Журнал «Новый мир» - Новый мир. № 11, 2003
А в печатности — сперва мелькают, конечно, социально-близкие; потом осторожно о лагерной теме — Владимов; потом о лагерях смелей, смелей в газетах, наконец допущен и Василий Гроссман — и даже Шаламов! Это уже далеко покатило. А всё равно держат жёстко: пока ещё — нигде, никто, ничего против самой-то коммунистической власти.
Но вот уже: пускают через границу! Начались свободные визиты! — сперва свежие третьеэмигранты, наведаться назад, в СССР; затем и — первые советские на Запад.
И от того — чьи-то встречи, встречи, рассказы, рассказы, рассказы, волна живых впечатлений, — к нам в Пять Ручьёв они прорываются в возбуждённых телефонных пересказах, и в участившихся «левых» письмах из Москвы, да что-то же отражается и в парижской «Русской мысли», и во франкфуртском «Посеве». А увидишь в любительской видеоплёнке или в кадре телевизионном — живые, вот сегодняшние русские лица, кусок улицы, домба — сердце так и ополоснёт горячим.
И вырастает: на родине (больше в столицах, конечно) — пиры человеческого общения! говорят! говорят! Ещё бы! Изголодались, после десятилетий молчания — все упоены этим правом! И говорят — обо всём совершенно свободно!
Но и такое: говорят-то говорят, да кто же что-нибудь делает? что закрепляется на деле? Все события — пусть сами собой теперь льются? Ещё ж и Запад благосклонный нам во всём поможет. Поскорей бы у нас стало всё «как у них», как у взрослых!
Общество кипит сочувствием к Горбачёву — но находит, кажется, единственную форму поддержки: соучастие в Гласности. (Да пойди найди эффективные формы действия — после десятилетий задавленности.) Так и протекает в говорении.
А кто-то — вывинчивается из вынужденного аскетизма — к коммерции: надо ловить, пока плывёт! И такое наблюдение дотекает до нас: прежнее среди интеллигенции «лучше беден, да честен» — что-то уже начинает блекнуть, не котируется.
И прямые письма от наших московских друзей доносят эту тревогу: общество — больно! общество — жалко барахтается, и даже тонет, несмотря на гласность.
И как же это всё мне знакомо из Февраля Семнадцатого! И бескрайний восторг общества. И пьянящий туман надежд. И эта безоглядность выражений. Сколько счастливого долгожданного упоения! — но в нём теряются, искажаются все масштабы. И — небрежение к историческим путям России, бесчувствие к её особенностям, безмыслие о каких-либо задачах сбережения их.

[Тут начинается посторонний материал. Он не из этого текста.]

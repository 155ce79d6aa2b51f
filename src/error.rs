// Story image error handling

use std::fmt;

#[derive(Debug, Clone, PartialEq)]
pub enum StoryError {
    // Loading errors
    ImageTooSmall(usize), // actual length
    Io(String),
    Config(String),

    // Decoding errors
    AddressOutOfBounds(usize, usize), // address, image length
    InvalidObject(u16, String),       // object number, reason
    InvalidProperty(u8, String),      // property number, reason
    InvalidText(usize, String),       // address, reason
    InvalidInstruction(usize, String),
}

impl fmt::Display for StoryError {
    fn fmt(&self, f: &mut fmt::Formatter) -> fmt::Result {
        match self {
            StoryError::ImageTooSmall(len) => {
                write!(f, "Story file too small for header: {} bytes", len)
            }
            StoryError::Io(msg) => write!(f, "I/O error: {}", msg),
            StoryError::Config(msg) => write!(f, "Configuration error: {}", msg),
            StoryError::AddressOutOfBounds(addr, len) => {
                write!(
                    f,
                    "Address {:#06x} out of bounds (image length {:#06x})",
                    addr, len
                )
            }
            StoryError::InvalidObject(obj, reason) => {
                write!(f, "Invalid object {}: {}", obj, reason)
            }
            StoryError::InvalidProperty(prop, reason) => {
                write!(f, "Invalid property {}: {}", prop, reason)
            }
            StoryError::InvalidText(addr, reason) => {
                write!(f, "Cannot decode text at {:#06x}: {}", addr, reason)
            }
            StoryError::InvalidInstruction(addr, reason) => {
                write!(f, "Cannot decode instruction at {:#06x}: {}", addr, reason)
            }
        }
    }
}

impl std::error::Error for StoryError {}

impl From<std::io::Error> for StoryError {
    fn from(err: std::io::Error) -> Self {
        StoryError::Io(err.to_string())
    }
}

impl From<toml::de::Error> for StoryError {
    fn from(err: toml::de::Error) -> Self {
        StoryError::Config(err.to_string())
    }
}

pub type StoryResult<T> = Result<T, StoryError>;
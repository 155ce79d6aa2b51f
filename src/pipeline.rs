use log::{debug, info, warn};

use crate::classify::{associate_objects, classify_objects};
use crate::config::MapperConfig;
use crate::dictionary::Dictionary;
use crate::exits::{discover_exit_properties, extract_exits, filter_hints};
use crate::graph::{MapReport, RoomGraph, StorySummary, WordHint};
use crate::rooms::identify_rooms;
use crate::story::StoryImage;
use crate::validate::GraphValidator;

/// Recover the room map of a story.
///
/// Stages run in order, each handed the results of the ones before it.
/// Nothing here fails: a story with no recognisable rooms or exits produces
/// an emptier report.
pub fn extract_map(image: &StoryImage, config: &MapperConfig) -> MapReport {
    run(image, config, None)
}

/// As [`extract_map`], then let `validator` check the finished graph
pub fn extract_map_validated(
    image: &StoryImage,
    config: &MapperConfig,
    validator: &dyn GraphValidator,
) -> MapReport {
    run(image, config, Some(validator))
}

fn run(
    image: &StoryImage,
    config: &MapperConfig,
    validator: Option<&dyn GraphValidator>,
) -> MapReport {
    info!(
        "Mapping story version {}, release {}, serial {}",
        image.header.version, image.header.release, image.header.serial
    );

    let rooms = identify_rooms(image, config);
    let objects = classify_objects(image, &rooms, config);
    let exit_props = discover_exit_properties(image, &rooms, config);

    let dictionary = match Dictionary::new(image) {
        Ok(dictionary) => {
            debug!("{}", dictionary);
            Some(dictionary)
        }
        Err(e) => {
            warn!("Cannot read dictionary: {}", e);
            None
        }
    };
    let hints = dictionary
        .as_ref()
        .map(|d| d.word_property_hints(image, config))
        .unwrap_or_default();
    let hints = filter_hints(&hints, &exit_props);
    if !exit_props.is_empty() && hints.is_empty() {
        info!("No dictionary words for exit properties, using p<N> labels");
    }

    let mut graph = RoomGraph::from_rooms(&rooms.rooms);
    extract_exits(image, &mut graph, &exit_props, &hints);
    associate_objects(&mut graph, &objects);

    let vocabulary = dictionary
        .as_ref()
        .map(|d| d.words(image))
        .unwrap_or_default();

    let validation = validator.map(|v| v.validate(image, &graph));

    info!(
        "Found {} rooms, {} exits and {} objects",
        graph.len(),
        graph.exit_count(),
        objects.len()
    );

    MapReport {
        story: StorySummary::from(&image.header),
        container: rooms.container,
        used_fallback: rooms.used_fallback,
        exit_properties: exit_props.into_iter().collect(),
        word_hints: hints
            .into_iter()
            .map(|(property, word)| WordHint { property, word })
            .collect(),
        vocabulary,
        rooms: graph.into_rooms(),
        objects,
        validation,
    }
}
/// Object and property table access, version aware
///
/// V1-3 object format:
/// - at most 255 objects, 9-byte entries
/// - 32 attributes, 31 default properties, property numbers 1-31
/// - one size byte per property: number in the bottom 5 bits, size - 1 in the top 3
///
/// V4+ object format:
/// - up to 65535 objects, 14-byte entries
/// - 48 attributes, 63 default properties, property numbers 1-63
/// - one or two size bytes per property, data up to 64 bytes
use std::fmt::{Display, Error, Formatter};

use bitvec::prelude::*;
use indexmap::IndexMap;
use log::{debug, trace};

use crate::error::{StoryError, StoryResult};
use crate::story::StoryImage;
use crate::text;

pub const MAX_OBJECTS_V3: u16 = 255;
pub const MAX_OBJECTS_V4: u16 = 65535;

/// Property record encoding, selected by story version
#[derive(Debug, Clone, Copy, PartialEq, Eq)]
pub enum PropertyEncoding {
    /// Versions 1-3
    Legacy,
    /// Versions 4 and later
    Extended,
}

impl PropertyEncoding {
    pub fn for_version(version: u8) -> Self {
        if version <= 3 {
            PropertyEncoding::Legacy
        } else {
            PropertyEncoding::Extended
        }
    }

    pub fn max_property(&self) -> u8 {
        match self {
            PropertyEncoding::Legacy => 31,
            PropertyEncoding::Extended => 63,
        }
    }

    pub fn max_property_size(&self) -> usize {
        match self {
            PropertyEncoding::Legacy => 8,
            PropertyEncoding::Extended => 64,
        }
    }

    pub fn attribute_bytes(&self) -> usize {
        match self {
            PropertyEncoding::Legacy => 4,
            PropertyEncoding::Extended => 6,
        }
    }

    pub fn entry_size(&self) -> usize {
        match self {
            PropertyEncoding::Legacy => 9,
            PropertyEncoding::Extended => 14,
        }
    }

    pub fn max_objects(&self) -> u16 {
        match self {
            PropertyEncoding::Legacy => MAX_OBJECTS_V3,
            PropertyEncoding::Extended => MAX_OBJECTS_V4,
        }
    }

    /// Size of the property defaults table that precedes the object entries
    pub fn defaults_size(&self) -> usize {
        self.max_property() as usize * 2
    }
}

/// A decoded size/number header of one property record
#[derive(Debug, Clone, Copy, PartialEq, Eq)]
pub struct PropertyHeader {
    pub number: u8,
    pub size: usize,
    pub header_len: usize,
}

А между тем по всему Западу — и Перестройка и Гласность советские вызывали неутихающее ликование. И осенью 87-го затревожились и в западной прессе, вослед эмигрантскому хору (начала «Вашингтон пост», за ней другие): а почему Солженицын молчит? такие грандиозные события в СССР — а он молчит? что это означает? да впрочем, что он может сказать — «монархист, реакционер и мистик».
Ну да, естественно было ждать от меня восторга от Гласности, которую я же призывал двадцать лет назад. Но если я вижу, что все остальные перемены ведутся обвально? Мне — страшно смотреть на эти катящие события. Что я могу? С одной стороны — счастье, что хоть что-то, хоть что-то под коммунизмом начало сдвигаться. Значит: против «перестройки» говорить не время. А с другой стороны, всё делаемое (кроме раскачки Гласности) — так несущественно, или недальновидно, или уже вредно, — ясно видно, что заметались, пути не ведают. Так и хочется остеречь Горбачёва: «Не пори, коли шить не знаешь».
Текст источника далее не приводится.